In pushing a plant to threaten the PM with a no-confidence motion or censure, Koizumi was also the representative of the members of the LDP who had resigned themselves to the June 15 three-way LDP, the New Komeito and Democratic Party of Japan agreement to vote for consumption tax bill in both Houses of the Diet. Not a few in the LDP were sure the consumption tax issue would lead to the breakup of the DPJ.

The controversy over the raising of the consumption tax did indeed lead to a breakup, with Ozawa Ichiro leading his followers out of the DPJ. However, to the disappointment of those who thought the breakup would result in the DPJ-led coalition losing its majority in the House of Representatives, Ozawa led out of the DPJ only about half of the legislators purportedly under his influence -- well short of the number of rebels needed to transform the DPJ-led coalition into a minority government.

When Koizumi and his six youthful fellow LDP members bullrushed the office of the LDP party president, however, they were pushing on an open door.
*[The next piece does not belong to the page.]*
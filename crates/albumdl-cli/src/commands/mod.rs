pub mod config;
pub mod console;
pub mod doctor;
LDP president Tanigaki Sadakazu has known that in order for him to win reelection in the party presidential election in September, he had to have something to show for his first term.

He had to foment a crisis, and in this month.
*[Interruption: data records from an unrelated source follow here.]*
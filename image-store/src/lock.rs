// This Source Code Form is subject to the terms of the Mozilla Public
// License, v. 2.0. If a copy of the MPL was not distributed with this
// file, You can obtain one at https://mozilla.org/MPL/2.0/.

//! Advisory per-file locks for writers.  The store itself does not
//! serialize writers; download workers take one of these to keep two
//! workers off the same file.

use camino::Utf8Path;
use camino::Utf8PathBuf;
use fs4::FileExt;
use std::fs::File;
use std::fs::OpenOptions;
use std::io;

/// An exclusive advisory lock on `<path>.lock`.  Released on drop.
#[derive(Debug)]
pub struct LockFile {
    file: File,
    path: Utf8PathBuf,
}

fn open_lock_file(path: &Utf8Path) -> io::Result<(File, Utf8PathBuf)> {
    let lock_path = Utf8PathBuf::from(format!("{path}.lock"));
    let file = OpenOptions::new()
        .create(true)
        .read(true)
        .write(true)
        .open(&lock_path)?;
    Ok((file, lock_path))
}

impl LockFile {
    /// Takes the lock guarding `path`, blocking until it is free.
    pub fn acquire(path: &Utf8Path) -> io::Result<LockFile> {
        let (file, lock_path) = open_lock_file(path)?;
        file.lock_exclusive()?;
        Ok(LockFile { file, path: lock_path })
    }

    /// Takes the lock guarding `path` if it is free; `None` when another
    /// holder has it.
    pub fn try_acquire(path: &Utf8Path) -> io::Result<Option<LockFile>> {
        let (file, lock_path) = open_lock_file(path)?;
        match file.try_lock_exclusive() {
            Ok(()) => Ok(Some(LockFile { file, path: lock_path })),
            Err(err) if err.kind() == io::ErrorKind::WouldBlock => Ok(None),
            Err(err) => Err(err),
        }
    }

    pub fn path(&self) -> &Utf8Path {
        &self.path
    }
}

impl Drop for LockFile {
    fn drop(&mut self) {
        let _ = self.file.unlock();
    }
}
The dispute over the date of the House of Councillors vote on the consumption tax was too small potatoes for this purpose, at first glance. The LDP proposed to have the vote on the 10th; the DPJ and Prime Minister, wanting delay action in the Diet so that they might cut deals on legislation with Tanigaki's successor, proposed a vote on the 20th.

The DPJ offer was only an initial bargaining position, though. The party's negotiators, in talks with LDP and New Komeito representatives, indicated the August 10th date was acceptable. (J)
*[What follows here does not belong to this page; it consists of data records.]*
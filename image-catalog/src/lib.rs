// This Source Code Form is subject to the terms of the Mozilla Public
// License, v. 2.0. If a copy of the MPL was not distributed with this
// file, You can obtain one at https://mozilla.org/MPL/2.0/.

//! Catalog of bootable images known to a region, and the machinery that
//! builds it from simplestreams products documents.
//!
//! The catalog itself is a [`BootImageMapping`]: one [`ImageMetadata`]
//! record per [`ImageSpec`] slot, where a spec names an image variant by
//! `(os, arch, subarch, kflavor, release, label)`.  [`RepoDumper`] walks a
//! products document, validates each product with [`validate_product`] and
//! fills the mapping, expanding items across sub-architectures and keeping
//! the first write for every slot so compatibility aliases never get
//! silently promoted mid-run.

mod dumper;
mod mapping;
mod model;

pub use dumper::CatalogError;
pub use dumper::RepoDumper;
pub use dumper::validate_product;
pub use mapping::BootImageMapping;
pub use mapping::ImageSpec;
pub use model::ImageMetadata;
pub use model::Item;
pub use model::ItemExdata;
pub use model::ItemFields;
pub use model::Product;
pub use model::ProductVersion;
pub use model::ProductsDocument;
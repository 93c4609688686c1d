// This Source Code Form is subject to the terms of the Mozilla Public
// License, v. 2.0. If a copy of the MPL was not distributed with this
// file, You can obtain one at https://mozilla.org/MPL/2.0/.

//! Size and digest rules shared by the blocking and async file variants.
//! All the decisions live here; the variants contribute only I/O.

use crate::error::StoreError;
use std::io;

/// Buffer size for digest recomputation.
pub(crate) const HASH_BUF_SIZE: usize = 64 * 1024;

/// Admission check for an incremental append: the chunk must fit within the
/// declared total.  Nothing may be written when this fails.
pub(crate) fn admit_chunk(
    current_size: u64,
    total_size: u64,
    chunk_len: u64,
) -> Result<(), StoreError> {
    if current_size + chunk_len > total_size {
        return Err(StoreError::SizeMismatch);
    }
    Ok(())
}

/// After a scoped write leaves the file at `position`: the target length to
/// truncate to, if any.  Truncating at exactly the boundary is a no-op but
/// keeps the failure path deterministic when the writer overshot.
pub(crate) fn truncation_after_write(
    position: u64,
    total_size: u64,
) -> Option<u64> {
    (position >= total_size).then_some(total_size)
}

/// After truncation: writing past the declared total is a size mismatch.
pub(crate) fn overflow_after_write(
    position: u64,
    total_size: u64,
) -> Result<(), StoreError> {
    if position > total_size {
        return Err(StoreError::SizeMismatch);
    }
    Ok(())
}

/// Maps out-of-space write failures to the allocation error; everything
/// else passes through unchanged.
pub(crate) fn map_write_error(error: io::Error) -> StoreError {
    if error.raw_os_error() == Some(libc::ENOSPC) {
        StoreError::AllocationFail
    } else {
        StoreError::Io(error)
    }
}

/// Hex digests compare case-insensitively.
pub(crate) fn digest_matches(declared: &str, computed: &str) -> bool {
    declared.eq_ignore_ascii_case(computed)
}

#[cfg(test)]
mod tests {
    use super::*;

    #[test]
    fn chunk_admission_is_exact() {
        assert!(admit_chunk(0, 1024, 1024).is_ok());
        assert!(admit_chunk(960, 1024, 64).is_ok());
        assert!(matches!(
            admit_chunk(1024, 1024, 1),
            Err(StoreError::SizeMismatch)
        ));
        assert!(matches!(
            admit_chunk(1000, 1024, 64),
            Err(StoreError::SizeMismatch)
        ));
    }

    #[test]
    fn truncation_triggers_at_and_past_boundary() {
        assert_eq!(truncation_after_write(1023, 1024), None);
        assert_eq!(truncation_after_write(1024, 1024), Some(1024));
        assert_eq!(truncation_after_write(1025, 1024), Some(1024));
    }

    #[test]
    fn overflow_only_past_boundary() {
        assert!(overflow_after_write(1024, 1024).is_ok());
        assert!(matches!(
            overflow_after_write(1025, 1024),
            Err(StoreError::SizeMismatch)
        ));
    }

    #[test]
    fn enospc_becomes_allocation_fail() {
        let enospc = io::Error::from_raw_os_error(libc::ENOSPC);
        assert!(matches!(
            map_write_error(enospc),
            StoreError::AllocationFail
        ));
        let eio = io::Error::from_raw_os_error(libc::EIO);
        assert!(matches!(map_write_error(eio), StoreError::Io(_)));
    }

    #[test]
    fn digest_compare_ignores_case() {
        assert!(digest_matches("ABCDEF", "abcdef"));
        assert!(!digest_matches("abcdef", "abcdee"));
    }
}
Taken aback, the LDP violated all normal negotiating procedures and proposed a vote on the 8th -- a counter proposal to which the DPJ, while indulging in the requisite amount of whining at the LDP's duplicity, agreed to yesterday. (J)

Of course, in the meantime, in the face of the DPJ's violent accommodation to every one of the LDP's wishes, the LDP presented a further demand -- that Prime Minister Noda make a public commitment (kakuyaku) to dissolve the Diet after the House of Councillors vote on the consumption tax legislation. Otherwise the LDP would submit either a no-confidence motion or a censure motion or both.

The Prime Minister, who if anything is calm and controlled in his responses, told the LDP yesterday that the dissolution of the Diet was his problem, the timing of which was up to him and nobody else (J). A seemingly now hysterical LDP leadership responded by vowing to go through with its threatened submission of a no-confidence motion or a censure motion today, and to renege on the June 15 agreement. (J)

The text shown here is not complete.